Let θ be the angle of diffraction for waves reaching at point P of screen and AN the perpendicular dropped from A on wave diffracted from B. The path difference between rays diffracted at points A and B,

Δ = BP – AP = BN

In ΔANB, ∠ANB = 90°

and ∠BAN = θ

∴ sinθ = \(\frac{B N}{A B}\) or BN = AB sinθ

As AB = width of slit = a

Path difference Δ = asinθ ……………………………… (1)

To find the effect of all coherent waves at P, we have to sum up their contribution, each with a different phase. This was done by Fresnel by rigorous calculations, but the main features may be explained by simple arguments given below :

At the central point C of the screen, the angle 0 is zero. Hence the waves starting from all points of slit arrive in the same phase. This gives maximum intensity at the central point C. If point P on screen is such that the path difference between rays starting from edges A and B is λ, then path difference,

If angle θ is small,

sinθ = θ = \(\frac{\lambda}{a}\) ……………………………. (2)

Minima: Now we divide the slit into two equal halves AO and OB, each of width \(\frac{a}{2}\).

Now for every point, M_{1} in AO, there is a corresponding point M_{2} in OB, such that M_{1}M_{2} = \(\frac{a}{2}\) .

Then path difference between waves arriving at P and starting from M_{1} and M_{2} will be \(\frac{a}{2}\) sin θ = \(\frac{\lambda}{2}\).

This means that the contributions from the two halves of slit AO and OB are opposite in phase and so cancel each other. Thus equation (2) gives the angle of diffraction at which intensity falls to zero. Similarly it may be shown that the intensity is zero for sin θ = \(\frac{n \lambda}{a}\) , with n as integer. Thus, the general condition of minima is asinθ = nλ ……………………………………… (3)

Secondary Maxima: Let us now consider angle θ such that

sin θ = θ = \(\frac{3 \lambda}{2 a}\)

Which is midway between two dark bands given by

sin θ = θ = \(\frac{\lambda}{a} \) and sin θ = θ = \(\frac{2 \lambda}{a}\)

Let us now divide the slit into three parts.
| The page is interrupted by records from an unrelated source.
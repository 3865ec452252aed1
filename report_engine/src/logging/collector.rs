//! Data-quality diagnostics collection
//!
//! Recoverable conditions (missing limits, repeated condition keys, defaulted
//! temperatures, staging copy failures) are collected here during a run and
//! reported as one summary after the document is written. They never change
//! the exit code.

use super::events::LogEvent;
use std::collections::BTreeMap;
use std::sync::Mutex;

/// Accumulates recoverable data-quality events per dataset
pub struct DiagnosticsCollector {
    events: Mutex<BTreeMap<String, Vec<LogEvent>>>,
}

/// Summary over all collected diagnostics
#[derive(Debug, Clone, Default)]
pub struct DiagnosticsSummary {
    pub total_datasets: usize,
    pub total_warnings: usize,
    pub no_limit_parameters: usize,
    pub repeated_condition_keys: usize,
    pub defaulted_temperatures: usize,
    pub staging_failures: usize,
}

impl DiagnosticsCollector {
    pub fn new() -> Self {
        Self {
            events: Mutex::new(BTreeMap::new()),
        }
    }

    /// Record a data-quality event against a dataset id
    pub fn record(&self, dataset_id: &str, event: LogEvent) {
        if let Ok(mut events) = self.events.lock() {
            events
                .entry(dataset_id.to_string())
                .or_default()
                .push(event);
        }
    }

    /// Events recorded for one dataset
    pub fn dataset_events(&self, dataset_id: &str) -> Vec<LogEvent> {
        self.events
            .lock()
            .ok()
            .and_then(|events| events.get(dataset_id).cloned())
            .unwrap_or_default()
    }

    pub fn get_summary(&self) -> DiagnosticsSummary {
        let mut summary = DiagnosticsSummary::default();
        if let Ok(events) = self.events.lock() {
            summary.total_datasets = events.len();
            for dataset_events in events.values() {
                for event in dataset_events {
                    summary.total_warnings += 1;
                    match event.code.as_str() {
                        "W031" => summary.no_limit_parameters += 1,
                        "W041" => summary.repeated_condition_keys += 1,
                        "W040" => summary.defaulted_temperatures += 1,
                        "W060" => summary.staging_failures += 1,
                        _ => {}
                    }
                }
            }
        }
        summary
    }

    pub fn clear(&self) {
        if let Ok(mut events) = self.events.lock() {
            events.clear();
        }
    }
}

impl Default for DiagnosticsCollector {
    fn default() -> Self {
        Self::new()
    }
}

/// Format the collected diagnostics grouped by dataset, cargo-style
pub fn format_summary(collector: &DiagnosticsCollector) -> String {
    let summary = collector.get_summary();
    if summary.total_warnings == 0 {
        return "No data-quality warnings collected".to_string();
    }

    let mut output = String::new();
    output.push_str(&format!(
        "{} data-quality warning(s) across {} dataset(s)\n",
        summary.total_warnings, summary.total_datasets
    ));
    if summary.no_limit_parameters > 0 {
        output.push_str(&format!(
            "  parameters without limits: {}\n",
            summary.no_limit_parameters
        ));
    }
    if summary.repeated_condition_keys > 0 {
        output.push_str(&format!(
            "  repeated condition keys: {}\n",
            summary.repeated_condition_keys
        ));
    }
    if summary.defaulted_temperatures > 0 {
        output.push_str(&format!(
            "  defaulted temperatures: {}\n",
            summary.defaulted_temperatures
        ));
    }
    if summary.staging_failures > 0 {
        output.push_str(&format!(
            "  staging copy failures: {}\n",
            summary.staging_failures
        ));
    }

    if let Ok(events) = collector.events.lock() {
        for (dataset_id, dataset_events) in events.iter() {
            output.push_str(&format!("dataset {}:\n", dataset_id));
            for event in dataset_events {
                output.push_str(&format!("  {}\n", event.format()));
            }
        }
    }

    output
}

#[cfg(test)]
mod tests {
    use super::*;
    use crate::logging::codes;

    #[test]
    fn test_summary_counts() {
        let collector = DiagnosticsCollector::new();
        collector.record(
            "ds1",
            LogEvent::warning_with_code(codes::limits::NO_LIMIT_MATCH, "no limit for ibat_stb"),
        );
        collector.record(
            "ds1",
            LogEvent::warning_with_code(codes::assembly::CONDITION_REPEATED, "repeated key"),
        );
        collector.record(
            "ds2",
            LogEvent::warning_with_code(codes::assembly::EMPTY_TEMPERATURE, "temp defaulted"),
        );

        let summary = collector.get_summary();
        assert_eq!(summary.total_datasets, 2);
        assert_eq!(summary.total_warnings, 3);
        assert_eq!(summary.no_limit_parameters, 1);
        assert_eq!(summary.repeated_condition_keys, 1);
        assert_eq!(summary.defaulted_temperatures, 1);
        assert_eq!(summary.staging_failures, 0);
    }

    #[test]
    fn test_format_summary_empty() {
        let collector = DiagnosticsCollector::new();
        assert!(format_summary(&collector).contains("No data-quality warnings"));
    }

    #[test]
    fn test_format_summary_groups_by_dataset() {
        let collector = DiagnosticsCollector::new();
        collector.record(
            "vbat_sweep",
            LogEvent::warning_with_code(codes::limits::NO_LIMIT_MATCH, "no limit for iq"),
        );
        let formatted = format_summary(&collector);
        assert!(formatted.contains("dataset vbat_sweep:"));
        assert!(formatted.contains("W031"));
    }

    #[test]
    fn test_clear() {
        let collector = DiagnosticsCollector::new();
        collector.record("ds", LogEvent::warning("w"));
        collector.clear();
        assert_eq!(collector.get_summary().total_warnings, 0);
    }
}
//! Runtime configuration loaded from the line-oriented key:value file

use super::constants::defaults;
use crate::logging::codes;
use crate::{log_info, log_warning};
use std::collections::BTreeMap;
use std::fs;
use std::path::Path;

/// Configuration errors; a missing or unreadable file is fatal
#[derive(Debug, thiserror::Error)]
pub enum ConfigError {
    #[error("Configuration file not found: {path}")]
    NotFound { path: String },

    #[error("Configuration file could not be read: {path}: {message}")]
    Unreadable { path: String, message: String },
}

/// Resolved configuration with defaults applied
#[derive(Debug, Clone, PartialEq, Eq)]
pub struct Settings {
    pub project: String,
    pub report_template: String,
    pub report_name: String,
    pub email: String,
    pub api_id_perl: String,
    pub username: String,
    /// Unrecognized keys are retained but unused
    pub extra: BTreeMap<String, String>,
}

impl Settings {
    /// Read and resolve the configuration file
    pub fn load(path: &Path) -> Result<Self, ConfigError> {
        let pairs = read_config_file(path)?;
        Ok(Self::from_pairs(pairs))
    }

    /// Apply defaults and case-normalized key lookup over raw pairs
    pub fn from_pairs(pairs: BTreeMap<String, String>) -> Self {
        let mut settings = Self {
            project: defaults::PROJECT.to_string(),
            report_template: defaults::REPORT_TEMPLATE.to_string(),
            report_name: defaults::REPORT_NAME.to_string(),
            email: defaults::EMAIL.to_string(),
            api_id_perl: String::new(),
            username: String::new(),
            extra: BTreeMap::new(),
        };
        let mut default_email = true;

        for (raw_key, value) in pairs {
            match raw_key.to_lowercase().as_str() {
                "project" => settings.project = value,
                "report_template" => settings.report_template = value,
                "name_report" => settings.report_name = value,
                "email" => {
                    settings.email = value;
                    default_email = false;
                }
                "api_id_perl" => settings.api_id_perl = value,
                "username" => settings.username = value,
                _ => {
                    settings.extra.insert(raw_key, value);
                }
            }
        }

        if default_email {
            log_warning!(
                codes::configuration::DEFAULT_EMAIL_USED,
                "No email configured, using default",
                "email" => settings.email
            );
        }
        log_info!("Configuration resolved",
            "project" => settings.project,
            "report_name" => settings.report_name,
            "report_template" => settings.report_template
        );

        settings
    }
}

/// Read the raw key:value file. Lines split on the first ':'; keys and
/// values are trimmed. Only the exact `Project` spelling lowercases its
/// value at read time; other casings of the key are still recognized by
/// the resolver but keep the value as written, and the staging path and
/// recipe index follow that casing.
pub fn read_config_file(path: &Path) -> Result<BTreeMap<String, String>, ConfigError> {
    if !path.exists() {
        return Err(ConfigError::NotFound {
            path: path.display().to_string(),
        });
    }
    let contents = fs::read_to_string(path).map_err(|e| ConfigError::Unreadable {
        path: path.display().to_string(),
        message: e.to_string(),
    })?;

    let mut pairs = BTreeMap::new();
    for line in contents.lines() {
        let Some((key, value)) = line.split_once(':') else {
            continue;
        };
        let key = key.trim().to_string();
        let mut value = value.trim().to_string();
        if key.is_empty() {
            continue;
        }
        if key == "Project" {
            value = value.to_lowercase();
        }
        pairs.insert(key, value);
    }
    Ok(pairs)
}

#[cfg(test)]
mod tests {
    use super::*;
    use assert_matches::assert_matches;
    use std::io::Write;
    use tempfile::NamedTempFile;

    fn write_config(contents: &str) -> NamedTempFile {
        let mut file = NamedTempFile::new().unwrap();
        file.write_all(contents.as_bytes()).unwrap();
        file
    }

    #[test]
    fn test_missing_file_is_fatal() {
        let result = Settings::load(Path::new("/nonexistent/Config_Tembo.txt"));
        assert_matches!(result, Err(ConfigError::NotFound { .. }));
    }

    #[test]
    fn test_read_config_file_trims_and_skips() {
        let file = write_config("Project : DEMO\n\nname_report: Weekly Report\nnocolonhere\n");
        let pairs = read_config_file(file.path()).unwrap();
        // project value lowercased at read time
        assert_eq!(pairs.get("Project"), Some(&"demo".to_string()));
        assert_eq!(pairs.get("name_report"), Some(&"Weekly Report".to_string()));
        assert_eq!(pairs.len(), 2);
    }

    #[test]
    fn test_defaults_applied() {
        let settings = Settings::from_pairs(BTreeMap::new());
        assert_eq!(settings.project, "psn-general");
        assert_eq!(settings.report_name, "Simple Report");
        assert_eq!(settings.report_template, "48292680-1751-43d9-beb3-e511e156641e");
        assert!(settings.username.is_empty());
    }

    #[test]
    fn test_case_normalized_lookup() {
        let file = write_config("PROJECT: demo\nName_Report: My Report\nEmail: a@b.c\n");
        let settings = Settings::load(file.path()).unwrap();
        assert_eq!(settings.project, "demo");
        assert_eq!(settings.report_name, "My Report");
        assert_eq!(settings.email, "a@b.c");
    }

    #[test]
    fn test_project_lowercasing_requires_exact_key_spelling() {
        // "Project" lowercases its value, any other casing keeps it
        let file = write_config("PROJECT: DEMO\n");
        let settings = Settings::load(file.path()).unwrap();
        assert_eq!(settings.project, "DEMO");

        let file = write_config("Project: DEMO\n");
        let settings = Settings::load(file.path()).unwrap();
        assert_eq!(settings.project, "demo");
    }

    #[test]
    fn test_unrecognized_keys_retained() {
        let file = write_config("Project: demo\ncustom_key: custom_value\n");
        let settings = Settings::load(file.path()).unwrap();
        assert_eq!(
            settings.extra.get("custom_key"),
            Some(&"custom_value".to_string())
        );
    }
}
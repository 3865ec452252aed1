//! Fixed engine constants
//!
//! Values the downstream reporting tool depends on; changing any of these
//! changes the produced document schema.

/// Report document schema version written into the header block
pub const HEADER_VERSION: &str = "1.0.1";

/// Number of data objects serialized between sink flushes
pub const WRITER_CHUNK_SIZE: usize = 100;

/// Header row markers, matched case-sensitively against the first text cell
pub mod markers {
    pub const FIELD: &str = "#FIELD";
    pub const NAME: &str = "#name";
    pub const UNIT: &str = "#unit";
    pub const UPPER_LIMIT: &str = "#usl";
    pub const LOWER_LIMIT: &str = "#lsl";
}

/// Column role tags found in the field header row
pub mod fields {
    pub const CONDITION: &str = "cond";
    pub const OUTPUT: &str = "out";
    pub const AUXILIARY: &str = "aux";
    pub const COMMENT: &str = "comment";
}

/// Reserved column names excluded from payload/comment collection
pub mod reserved {
    pub const INDEX: &str = "idx";
    pub const PICTURE_PATH: &str = "picture_path";
    pub const WAVEFORM_PATH: &str = "wfm_path";
}

/// Artifact file-name markers used during matching and staging
pub mod artifacts {
    pub const PICTURE_MARKER: &str = "Report-Picture";
    pub const WAVEFORM_MARKER: &str = "Report-waveform";
}

/// Configuration file name searched for under the test flow folder
pub const CONFIG_FILE_NAME: &str = "Config_Tembo.txt";

/// Optional external limit table next to the configuration file
pub const LIMIT_FILE_NAME: &str = "testlimits.txt";

/// Folder names of the project layout surrounding the raw data
pub mod layout {
    pub const TEST_FLOW_FOLDER: &str = "20_TestFlow";
    pub const RAW_DATA_FOLDER: &str = "30_RawData";
    pub const REPORT_FOLDER: &str = "50_Report";
    pub const WAVEFORM_FOLDER_HINT: &str = "waveform";
}

/// Root of the network staging area; the project name and a trailing
/// "job" segment are appended per run
pub const STAGING_ROOT: &str = "//VIHSDV002.infineon.com/tembo_staging_prod";

/// Defaults applied when the configuration file omits a key
pub mod defaults {
    pub const PROJECT: &str = "psn-general";
    pub const REPORT_TEMPLATE: &str = "48292680-1751-43d9-beb3-e511e156641e";
    pub const REPORT_NAME: &str = "Simple Report";
    pub const EMAIL: &str = "Jin.Xing@infineon.com";
}
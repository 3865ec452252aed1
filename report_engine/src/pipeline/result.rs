use std::path::PathBuf;
use std::time::Duration;

/// Complete run result with the counts the summary reports
#[derive(Debug)]
pub struct PipelineResult {
    pub report_path: PathBuf,
    pub datasets_processed: usize,
    pub limit_objects: usize,
    pub value_objects: usize,
    pub files_staged: usize,
    pub processing_duration: Duration,
}

impl PipelineResult {
    pub fn total_objects(&self) -> usize {
        self.limit_objects + self.value_objects
    }

    pub fn log_success(&self) {
        crate::log_success!(
            crate::logging::codes::success::DOCUMENT_WRITTEN,
            "Report document written",
            "report" => self.report_path.display(),
            "datasets" => self.datasets_processed,
            "objects" => self.total_objects(),
            "duration_ms" => format!("{:.2}", self.processing_duration.as_secs_f64() * 1000.0)
        );
    }
}
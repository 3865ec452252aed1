//! Artifact discovery and staging
//!
//! Recursively scans the raw data folder for source tables, picture files
//! and waveform captures, and copies the finished report plus its marked
//! artifacts to the network staging area. Staging is best-effort: copy
//! failures are logged and never invalidate the already-written report.

use crate::config::constants::{artifacts, layout, STAGING_ROOT};
use crate::log_warning;
use crate::logging::codes;
use std::fs;
use std::path::{Path, PathBuf};

/// Artifact and source files found under the raw data folder
#[derive(Debug, Default)]
pub struct DiscoveredFiles {
    pub tables: Vec<PathBuf>,
    pub pictures: Vec<PathBuf>,
    /// Waveform captures, found under a folder whose name contains the
    /// waveform hint
    pub waveforms: Vec<PathBuf>,
}

/// Recursively collect files below `root` whose path contains `pattern`
pub fn find_files(root: &Path, pattern: &str) -> Vec<PathBuf> {
    let mut found = Vec::new();
    collect(root, pattern, &mut found);
    found.sort();
    found
}

fn collect(dir: &Path, pattern: &str, found: &mut Vec<PathBuf>) {
    let Ok(entries) = fs::read_dir(dir) else {
        return;
    };
    for entry in entries.flatten() {
        let path = entry.path();
        if path.is_dir() {
            collect(&path, pattern, found);
        } else if path.to_string_lossy().contains(pattern) {
            found.push(path);
        }
    }
}

/// Scan the raw data folder once for everything the run needs
pub fn discover(root: &Path) -> DiscoveredFiles {
    let tables = find_files(root, ".csv");
    let pictures = find_files(root, ".png");

    // waveform captures live in their own subfolder; everything else
    // with the same extension is measurement data
    let mut waveforms = Vec::new();
    if let Some(waveform_folder) = find_folder(root, layout::WAVEFORM_FOLDER_HINT) {
        waveforms = find_files(&waveform_folder, ".mat");
    }

    DiscoveredFiles {
        tables,
        pictures,
        waveforms,
    }
}

fn find_folder(root: &Path, hint: &str) -> Option<PathBuf> {
    let mut stack = vec![root.to_path_buf()];
    while let Some(dir) = stack.pop() {
        let Ok(entries) = fs::read_dir(&dir) else {
            continue;
        };
        for entry in entries.flatten() {
            let path = entry.path();
            if !path.is_dir() {
                continue;
            }
            if path.to_string_lossy().contains(hint) {
                return Some(path);
            }
            stack.push(path);
        }
    }
    None
}

/// Destination folder in the staging area for one project
pub fn staging_folder(project: &str) -> PathBuf {
    PathBuf::from(STAGING_ROOT)
        .join(project.to_uppercase())
        .join("job")
}

/// Copy the report document and all marked artifacts to the staging area.
/// Returns the number of files copied; every failure is logged and
/// skipped.
pub fn copy_to_staging(
    report_path: &Path,
    files: &DiscoveredFiles,
    staging_area: &Path,
) -> usize {
    let mut copied = 0;

    let marked = |paths: &[PathBuf], marker: &str| -> Vec<PathBuf> {
        paths
            .iter()
            .filter(|path| {
                path.to_string_lossy()
                    .to_lowercase()
                    .contains(&marker.to_lowercase())
            })
            .cloned()
            .collect()
    };

    let mut candidates = marked(&files.pictures, artifacts::PICTURE_MARKER);
    candidates.extend(marked(&files.waveforms, artifacts::WAVEFORM_MARKER));
    candidates.push(report_path.to_path_buf());

    for source in candidates {
        let Some(file_name) = source.file_name() else {
            continue;
        };
        let destination = staging_area.join(file_name);
        match fs::copy(&source, &destination) {
            Ok(_) => copied += 1,
            Err(e) => {
                log_warning!(codes::staging::COPY_FAILED, "Couldn't copy file to staging area",
                    "dataset" => "staging",
                    "file" => source.display(),
                    "reason" => e
                );
            }
        }
    }
    copied
}
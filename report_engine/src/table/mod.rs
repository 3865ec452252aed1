//! Tabular source abstraction: tagged cells, capability traits, CSV shim

pub mod cell;
pub mod csv;
pub mod source;

pub use cell::Cell;
pub use csv::{read_datasets, read_table, TableError};
pub use source::{DatasetSource, MemoryDatasets, MemoryTable, SourceMetadata, TabularSource};
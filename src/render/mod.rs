pub mod canvas;
pub mod compositor;
pub mod overlay;
pub mod recording;
pub mod surface;

pub use canvas::RgbaCanvas;
pub use compositor::{ring_geometry, OverlayRenderer, RingGeometry};
pub use overlay::{OverlayControls, OverlayState};
pub use recording::{DrawOp, RecordingSurface};
pub use surface::{Point, Rect, Surface};
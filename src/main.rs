//! Ringfit: live ring try-on over a V4L2 camera with SDL2 output

use std::path::PathBuf;

use color_eyre::{eyre::eyre, Result};
use flume::bounded;
use tracing::{error, info};

use ringfit::capture::V4l2Camera;
use ringfit::detect::MediaPipeFactory;
use ringfit::display::{run_controller, Sdl2Display, UiCommand};
use ringfit::pipeline::IntervalClock;
use ringfit::render::RgbaCanvas;
use ringfit::session::TrackingSession;
use ringfit::Config;

#[tokio::main]
async fn main() -> Result<()> {
    // Initialize error handling and logging
    color_eyre::install()?;
    init_tracing();

    info!("Ringfit launching...");

    // Load configuration
    let path = std::env::args()
        .nth(1)
        .or_else(|| std::env::var("RINGFIT_CONFIG").ok())
        .map(PathBuf::from)
        .unwrap_or_else(|| PathBuf::from("ringfit.toml"));
    let config = Config::load(Some(&path))?;
    info!("Configuration loaded from {} (if present)", path.display());

    // Composited frames go to the window; one slot so the pump never waits
    let (frame_tx, frame_rx) = bounded(1);
    let (command_tx, command_rx) = flume::unbounded::<UiCommand>();

    let canvas = RgbaCanvas::with_output(config.capture.width, config.capture.height, frame_tx)?;
    let session = TrackingSession::new(
        config.clone(),
        V4l2Camera::new(config.capture.clone()),
        MediaPipeFactory,
        canvas,
        IntervalClock::from_fps(config.display.fps),
    );
    let controller = tokio::spawn(run_controller(session, command_rx));
    command_tx.send(UiCommand::Start)?;

    // Ctrl-C quits like closing the window
    let signal_tx = command_tx.clone();
    tokio::spawn(async move {
        if tokio::signal::ctrl_c().await.is_ok() {
            info!("Interrupted");
            let _ = signal_tx.send(UiCommand::Quit);
        }
    });

    // Initialize SDL2 and run the window on this thread
    let sdl_context = sdl2::init().map_err(|e| eyre!(e))?;
    let mut display = Sdl2Display::new(&sdl_context, &config.display)?;
    if let Err(e) = display.run(&sdl_context, frame_rx, command_tx.clone()) {
        error!("Display error: {}", e);
    }

    let _ = command_tx.send(UiCommand::Quit);
    drop(command_tx);
    controller.await?;

    info!("Ringfit shutting down");
    Ok(())
}

fn init_tracing() {
    let filter = tracing_subscriber::EnvFilter::try_from_default_env()
        .unwrap_or_else(|_| tracing_subscriber::EnvFilter::new("ringfit=debug"));

    #[cfg(feature = "profiling")]
    {
        use tracing_subscriber::layer::SubscriberExt;
        use tracing_subscriber::util::SubscriberInitExt;
        tracing_subscriber::registry()
            .with(filter)
            .with(
                tracing_subscriber::fmt::layer()
                    .with_timer(tracing_subscriber::fmt::time::uptime()),
            )
            .with(tracing_tracy::TracyLayer::default())
            .init();
    }

    #[cfg(not(feature = "profiling"))]
    tracing_subscriber::fmt()
        .with_env_filter(filter)
        .with_timer(tracing_subscriber::fmt::time::uptime())
        .init();
}
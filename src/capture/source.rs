//! Camera acquisition contract

use std::future::Future;

use flume::{Receiver, TryRecvError};

use crate::capture::VideoFrame;
use crate::{CaptureConfig, FacingMode, Result};

/// What the session asks the camera for
#[derive(Debug, Clone, Copy, PartialEq, Eq)]
pub struct CaptureConstraints {
    pub width: u32,
    pub height: u32,
    pub facing_mode: FacingMode,
}

impl From<&CaptureConfig> for CaptureConstraints {
    fn from(config: &CaptureConfig) -> Self {
        Self {
            width: config.width,
            height: config.height,
            facing_mode: config.facing_mode,
        }
    }
}

/// Something that can open a live stream.
pub trait CameraSource: Send + 'static {
    type Stream: CameraStream;

    /// Open the device. Fails with `Error::CameraUnavailable`.
    fn acquire(
        &mut self,
        constraints: &CaptureConstraints,
    ) -> impl Future<Output = Result<Self::Stream>> + Send;
}

/// An acquired stream. The owner must call `release`; it is safe to call
/// more than once.
pub trait CameraStream: Send + 'static {
    /// Consumer side of the live frame sequence
    fn frames(&self) -> FrameFeed;

    /// Tracks still producing frames
    fn active_tracks(&self) -> usize;

    fn release(&mut self);
}

/// Receiving end of a stream's frames, in emission order.
#[derive(Clone)]
pub struct FrameFeed {
    rx: Receiver<VideoFrame>,
}

impl FrameFeed {
    pub fn new(rx: Receiver<VideoFrame>) -> Self {
        Self { rx }
    }

    /// Drain everything queued and keep the newest.
    /// Returns the frame and how many older frames were skipped.
    pub fn latest(&self) -> (Option<VideoFrame>, usize) {
        let mut newest = None;
        let mut skipped = 0;
        loop {
            match self.rx.try_recv() {
                Ok(frame) => {
                    if newest.replace(frame).is_some() {
                        skipped += 1;
                    }
                }
                Err(TryRecvError::Empty) | Err(TryRecvError::Disconnected) => break,
            }
        }
        (newest, skipped)
    }

    /// True once the producer is gone and nothing is left to read
    pub fn is_closed(&self) -> bool {
        self.rx.is_disconnected() && self.rx.is_empty()
    }
}

#[cfg(test)]
mod tests {
    use super::*;

    #[test]
    fn latest_keeps_newest_in_order() {
        let (tx, rx) = flume::bounded(4);
        let feed = FrameFeed::new(rx);
        for seq in 1..=3 {
            tx.send(VideoFrame::filled(seq, 2, 2, [0, 0, 0])).unwrap();
        }

        let (frame, skipped) = feed.latest();
        assert_eq!(frame.map(|f| f.sequence()), Some(3));
        assert_eq!(skipped, 2);

        let (frame, skipped) = feed.latest();
        assert!(frame.is_none());
        assert_eq!(skipped, 0);

        drop(tx);
        assert!(feed.is_closed());
    }
}
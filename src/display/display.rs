//! SDL2 Window Display Module
//! Presents composited frames and turns key presses into UI commands.

use std::time::Duration;

use color_eyre::{eyre::eyre, Result};
use flume::{Receiver, RecvTimeoutError, Sender};
use image::RgbaImage;
use sdl2::event::Event;
use sdl2::keyboard::Scancode;
use sdl2::pixels::PixelFormatEnum;
use sdl2::render::{Canvas, TextureCreator};
use sdl2::video::{Window, WindowContext};
use tracing::info;

use crate::catalog::Catalog;
use crate::display::controls::UiCommand;
use crate::DisplayConfig;

/// How long to wait for a frame before polling events again
const FRAME_WAIT: Duration = Duration::from_millis(8);

pub struct Sdl2Display {
    canvas: Canvas<Window>,
    texture_creator: TextureCreator<WindowContext>,
}

impl Sdl2Display {
    pub fn new(sdl_context: &sdl2::Sdl, config: &DisplayConfig) -> Result<Self> {
        let video_subsystem = sdl_context.video().map_err(|e| eyre!(e))?;

        let window = video_subsystem
            .window(&config.title, config.width, config.height)
            .position_centered()
            .resizable()
            .build()?;

        let mut canvas_builder = window.into_canvas();
        if config.vsync {
            canvas_builder = canvas_builder.present_vsync();
        }
        let canvas = canvas_builder.build()?;
        let texture_creator = canvas.texture_creator();

        Ok(Self {
            canvas,
            texture_creator,
        })
    }

    pub fn render_image(&mut self, image: &RgbaImage) -> Result<()> {
        let (width, height) = image.dimensions();
        // RGBA byte order on little-endian
        let mut texture = self
            .texture_creator
            .create_texture_streaming(PixelFormatEnum::ABGR8888, width, height)
            .map_err(|e| eyre!(e))?;

        texture
            .update(None, image.as_raw(), (width * 4) as usize)
            .map_err(|e| eyre!(e))?;

        self.canvas.clear();
        self.canvas
            .copy(&texture, None, None)
            .map_err(|e| eyre!(e))?;

        self.canvas.present();
        Ok(())
    }

    /// Event loop; returns when the window closes or Escape is pressed.
    pub fn run(
        &mut self,
        sdl_context: &sdl2::Sdl,
        frames: Receiver<RgbaImage>,
        commands: Sender<UiCommand>,
    ) -> Result<()> {
        let mut event_pump = sdl_context.event_pump().map_err(|e| eyre!(e))?;

        'running: loop {
            for event in event_pump.poll_iter() {
                let command = match event {
                    Event::Quit { .. } => {
                        info!("Quit event received");
                        Some(UiCommand::Quit)
                    }
                    Event::KeyDown {
                        scancode: Some(scancode),
                        repeat: false,
                        ..
                    } => key_command(scancode),
                    _ => None,
                };

                if let Some(command) = command {
                    let quit = command == UiCommand::Quit;
                    if commands.send(command).is_err() || quit {
                        break 'running;
                    }
                }
            }

            match frames.recv_timeout(FRAME_WAIT) {
                Ok(image) => self.render_image(&image)?,
                Err(RecvTimeoutError::Timeout) => {}
                Err(RecvTimeoutError::Disconnected) => break 'running,
            }
        }

        Ok(())
    }
}

fn key_command(scancode: Scancode) -> Option<UiCommand> {
    let select = |slot: usize| {
        Catalog::global()
            .items()
            .get(slot)
            .map(|item| UiCommand::Select(item.id.to_string()))
    };

    match scancode {
        Scancode::Space => Some(UiCommand::Toggle),
        Scancode::Escape => Some(UiCommand::Quit),
        Scancode::Tab => Some(UiCommand::SelectNext),
        Scancode::Equals | Scancode::KpPlus => Some(UiCommand::ScaleBy(1.0)),
        Scancode::Minus | Scancode::KpMinus => Some(UiCommand::ScaleBy(-1.0)),
        Scancode::Num1 => select(0),
        Scancode::Num2 => select(1),
        Scancode::Num3 => select(2),
        Scancode::Num4 => select(3),
        _ => None,
    }
}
If we take the first two parts of slit, the path difference between rays diffracted from the extreme ends of the first two parts.

\(\frac{2}{3}\) a sin θ = \(\frac{2}{3} a \times \frac{3 \lambda}{2 a}\) = λ

Then the first two parts will have a path difference of \(\frac{\lambda}{2}\) and cancel the effect of each other. The remaining third part will contribute to the intensity at a point between two minima. Clearly, there will be maxima between first two minima, but this maximum will be of much weaker intensity than central maximum.

This is called first secondary maxima. In a similar manner, we can show that there are secondary maxima between any two consecutive minima; and the intensity of maxima will go on decreasing with increase of order of maxima.

In general, the position of nth maxima will be given by

a sin θ = \(\left(n+\frac{1}{2}\right)\) λ (n =1, 2, 3, 4,…) ………………………………… (4)

The intensity of secondary maxima decreases with increase of order n because with increasing n, the contribution of slit decreases.

For n = 2, it is one-fifth, for n = 3, it is one-seventh and so on.